Despite various arguments which have been advanced in favour of educational decentralization, there is no ideal version of decentralization. This explains why success or failure in implementation tends to be context based and mostly influenced by a number of factors such as the availability of financial resources. By applying the comparative qualitative case study approach, this research project analysed how institutional capacity, accountability and local autonomy affect the implementation of the decentralization policy in Zambia’s education sector. In particular, two District Education Boards (DEBs), Chongwe and Solwezi, are studied and compared.
Primary qualitative data was on the one hand, collected through the use of semi-structured interviews and focus group discussions. On the other hand, official policy documents and reports were used as important secondary data sources. Nearly 8 informants were drawn from each of the two education boards in addition to the 8 key informants interviewed at the national level. A total of four focus group discussions (2 in each district) involving teachers and parents were organised at the school level in order to solicit views on implementation of the policy from the primary beneficiary‘s point of view.
The adoption of educational decentralization has, in certain instances, led to positive changes, especially in participation and transparency both at the district and school level. Yet, the manner in which leadership is exercised within the board sets a striking difference between these two cases. Lack of coordination between the DEB secretary and the board chairperson is particularly worrisome in Chongwe compared to Solwezi. Generally this study revealed that implementation is hampered by more serious challenges, with weak institutional capacities and accountability mechanisms. Of particular interest is the weak administrative system as well as lack of a legal framework - a situation which is creating a conducive environment for poor internal and external compact relationships.
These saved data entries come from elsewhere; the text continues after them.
//! Application core — pure domain logic, zero I/O.
//!
//! Business rules for both nodes: the HMI service (UI flow and the
//! client side of the protocol) and the Control service (credential
//! ownership, door actuation, alarm).  All interaction with hardware
//! happens through **port traits** defined in [`ports`], keeping this
//! layer fully testable without real peripherals.

pub mod events;
pub mod input;
pub mod ports;
pub mod service;
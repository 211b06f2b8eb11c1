//! Mismatch counting and the lockout window, seen from both nodes.

use doorlock::app::events::AppEvent;
use doorlock::config::SystemConfig;
use doorlock::fsm::StateId;

use crate::mock_hw::{Bench, MockStore};

fn locked_bench() -> Bench {
    let mut bench = Bench::provisioned("13579");
    bench.press("+00000=+00000=");
    assert_eq!(bench.state(), StateId::MainMenu);
    bench.take_ctrl_sent();
    bench.press("+00000=");
    bench
}

#[test]
fn third_mismatch_is_still_answered_then_locks_out() {
    let mut bench = locked_bench();

    assert_eq!(bench.take_ctrl_sent(), vec![0xAA, 0xC6, 0xE2]);
    assert_eq!(bench.state(), StateId::Lockout);
    assert!(bench.hmi.is_locked_out());
    assert_eq!(bench.display.top(), "ERROR! Locked");
    assert!(bench
        .hmi_events
        .contains(&AppEvent::LockoutEngaged { ticks: 120 }));
}

#[test]
fn control_node_sounds_the_alarm_for_the_window() {
    let mut bench = locked_bench();
    assert!(bench.hw.buzzer_on());
    assert!(bench.control.is_alarm_on());
    assert!(bench.ctrl_events.contains(&AppEvent::AlarmChanged(true)));

    bench.tick(120);

    assert!(!bench.hw.buzzer_on());
    assert!(bench.ctrl_events.contains(&AppEvent::AlarmChanged(false)));
}

#[test]
fn attempts_during_lockout_are_refused_locally() {
    let mut bench = locked_bench();
    bench.take_hmi_sent();

    bench.press("+00000=");

    assert!(bench.take_hmi_sent().is_empty());
    assert_eq!(bench.state(), StateId::Lockout);
    assert!(bench
        .hmi_events
        .count(|e| matches!(e, AppEvent::AttemptRefused { .. }))
        >= 1);
}

#[test]
fn lockout_releases_after_exactly_the_budget() {
    let mut bench = locked_bench();

    bench.tick(119);
    assert_eq!(bench.state(), StateId::Lockout);
    bench.tick(1);

    assert_eq!(bench.state(), StateId::MainMenu);
    assert_eq!(bench.hmi.mismatches(), 0);
    assert!(bench.hmi_events.contains(&AppEvent::LockoutReleased));

    bench.press("+13579=");
    assert_eq!(bench.state(), StateId::DoorOpen);
}

#[test]
fn mismatches_from_open_and_change_share_one_counter() {
    let mut bench = Bench::provisioned("13579");
    bench.press("+00000=");
    bench.press("-11111=");
    assert_eq!(bench.hmi.mismatches(), 2);
    bench.press("+22222=");
    assert_eq!(bench.state(), StateId::Lockout);
}

#[test]
fn threshold_comes_from_config() {
    let config = SystemConfig {
        mismatch_threshold: 1,
        lockout_ticks: 4,
        ..SystemConfig::default()
    };
    let mut bench = Bench::with_store(config, MockStore::default());
    bench.press("13579=13579=+00000=");
    assert_eq!(bench.state(), StateId::Lockout);
    bench.tick(4);
    assert_eq!(bench.state(), StateId::MainMenu);
}
//! HMI ECU firmware — keypad, display and the user dialogue.
//!
//! Keys arrive as legends on the serial console and the 16x2 display is
//! rendered to the log; the dialogue itself is [`HmiService`].

use anyhow::Result;
use esp_idf_hal::delay::FreeRtos;
use esp_idf_hal::gpio::AnyIOPin;
use esp_idf_hal::peripherals::Peripherals;
use log::{info, warn};

use doorlock::adapters::console::{ConsoleKeypad, LogDisplay};
use doorlock::adapters::log_sink::LogEventSink;
use doorlock::adapters::uart::UartLink;
use doorlock::app::service::HmiService;
use doorlock::config::SystemConfig;
use doorlock::drivers::hw_timer;
use doorlock::pins;
use doorlock::tick::TickCounter;

static TICKS: TickCounter = TickCounter::new();

fn main() -> Result<()> {
    // ── 1. ESP-IDF bootstrap ──────────────────────────────────
    esp_idf_svc::sys::link_patches();
    esp_idf_logger::init()?;

    info!("╔══════════════════════════════════════╗");
    info!("║  Doorlock HMI ECU v{}             ║", env!("CARGO_PKG_VERSION"));
    info!("╚══════════════════════════════════════╝");

    let p = Peripherals::take()?;
    let config = SystemConfig::default();

    // ── 2. Link ───────────────────────────────────────────────
    // SAFETY: pin numbers come from `pins` and are claimed exactly once.
    let (tx, rx) = unsafe {
        (
            AnyIOPin::new(pins::LINK_TX_GPIO),
            AnyIOPin::new(pins::LINK_RX_GPIO),
        )
    };
    let mut link = UartLink::new(p.uart1, tx, rx, config.baud_rate)?;

    // ── 3. Service ────────────────────────────────────────────
    let mut keypad = ConsoleKeypad;
    let mut display = LogDisplay::new();
    let mut sink = LogEventSink::new("HMI ");
    let mut hmi = HmiService::new(config.clone());
    hmi.start(&mut display, &mut sink);

    let _timer = hw_timer::start(&TICKS, config.tick_period_ms)?;

    // ── 4. Super-loop ─────────────────────────────────────────
    loop {
        if let Err(e) = hmi.poll(TICKS.take(), &mut keypad, &mut link, &mut display, &mut sink) {
            warn!("HMI loop: {}", e);
        }
        FreeRtos::delay_ms(1);
    }
}
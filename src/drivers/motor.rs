//! Door lock motor driver (L293D-style H-bridge).
//!
//! Two direction inputs, no PWM: the lock bolt is either driven open,
//! driven closed, or left idle.
//!
//! | Command | IN1 | IN2 |
//! |---------|-----|-----|
//! | Stop    |  0  |  0  |
//! | Forward |  1  |  0  |
//! | Reverse |  0  |  1  |
//!
//! ## Dual-target design
//!
//! Generic over `embedded_hal::digital::OutputPin`: ESP-IDF `PinDriver`s on
//! the board, simulated pins on the host.  The driver is a dumb actuator;
//! sequencing belongs to the door timing engine.

use embedded_hal::digital::OutputPin;

use crate::door::MotorCommand;

pub struct MotorDriver<P: OutputPin> {
    in1: P,
    in2: P,
    state: MotorCommand,
}

impl<P: OutputPin> MotorDriver<P> {
    /// Take ownership of both inputs and park the motor.
    pub fn new(in1: P, in2: P) -> Result<Self, P::Error> {
        let mut m = Self {
            in1,
            in2,
            state: MotorCommand::Stop,
        };
        m.set(MotorCommand::Stop)?;
        Ok(m)
    }

    pub fn set(&mut self, cmd: MotorCommand) -> Result<(), P::Error> {
        // Drop both lines first so the bridge never sees IN1 = IN2 = 1.
        self.in1.set_low()?;
        self.in2.set_low()?;
        match cmd {
            MotorCommand::Stop => {}
            MotorCommand::Forward => self.in1.set_high()?,
            MotorCommand::Reverse => self.in2.set_high()?,
        }
        self.state = cmd;
        Ok(())
    }

    pub fn state(&self) -> MotorCommand {
        self.state
    }
}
Further, the establishment of the education boards resulted in a shift of workloads from the center, but this has been without meaningful transfer of authority to the districts. Contrary to policy provisions, decentralization initiatives in both Chongwe and Solwezi have not relaxed the tight controls from the top. In the case of teacher recruitment and financial matters, for example, the Ministry of Education (MoE) has delegated authority to the DEBs, but in practice this authority is largely reclaimed. These boards have, therefore, not been able to efficiently make decisions that could support effective implementation of the policy. Therefore, these findings are consistent with the view that as much as institutional capacity, accountability and local autonomy are critical success factors, they are merely a means to an end, since educational decentralization (where not properly implemented) can, in practice, reproduce similar problems as those experienced under centralization. Obviously, further investigation based on mixed methods involving more than two education boards would yield more robust findings and recommendation for improving implementation.